START Source material

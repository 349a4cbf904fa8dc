//! Node-to-node transport for nodecheck.
//!
//! The coordinator drives every node's runner through this seam, and the
//! network probe uses it to exchange payloads with peers.
//!
//! # Design
//!
//! The transport trait is async and addressed by [`NodeId`]:
//! - `start()` hands a plan to a node's runner
//! - `status()` snapshots a node's state
//! - `stop()` cancels a node's run and waits until it is idle
//! - `netcheck()` sends a payload to a peer and returns the echoed byte count
//!
//! Two implementations exist: [`LocalTransport`] keeps every runner in one
//! process (tests, demos) and [`HttpTransport`] talks to real peers.

mod http;
mod local;

pub use http::{HttpTransport, MSGPACK_CONTENT_TYPE};
pub use local::LocalTransport;

use async_trait::async_trait;
use check_types::{NodeId, NodeStartRequest, NodeStartResponse, NodeState};
use thiserror::Error;

/// Transport errors.
#[derive(Debug, Clone, PartialEq, Eq, Error)]
pub enum TransportError {
    /// The node could not be reached at all.
    #[error("node {0} is unreachable")]
    Unreachable(NodeId),

    /// The node did not answer in time.
    #[error("node {0} timed out")]
    Timeout(NodeId),

    /// The node answered with a failure.
    #[error("node {node} failed: {reason}")]
    Remote {
        /// Node that failed.
        node: NodeId,
        /// Failure reported by the node.
        reason: String,
    },

    /// A message could not be encoded or decoded.
    #[error("codec error: {0}")]
    Codec(String),

    /// The transport itself could not be set up.
    #[error("transport setup failed: {0}")]
    Setup(String),
}

impl TransportError {
    /// True for failures that mean "could not talk to the node", as
    /// opposed to "the node talked back with an error".
    pub fn is_connectivity(&self) -> bool {
        matches!(self, Self::Unreachable(_) | Self::Timeout(_))
    }
}

/// Transport trait for driving runners on (possibly remote) nodes.
#[async_trait]
pub trait NodeTransport: Send + Sync {
    /// Ask `node` to begin running a plan.
    async fn start(
        &self,
        node: NodeId,
        request: NodeStartRequest,
    ) -> Result<NodeStartResponse, TransportError>;

    /// Snapshot `node`'s state.
    async fn status(&self, node: NodeId) -> Result<NodeState, TransportError>;

    /// Cancel `node`'s run and wait until it is idle.
    async fn stop(&self, node: NodeId) -> Result<(), TransportError>;

    /// Send `payload` to `node`; returns how many bytes it received.
    async fn netcheck(&self, node: NodeId, payload: &[u8]) -> Result<u64, TransportError>;
}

END Source material

Problem requirements | Go through the data, and copy each line in which the word "String" appears.

Result |
        reason: String,
    Codec(String),
    Setup(String),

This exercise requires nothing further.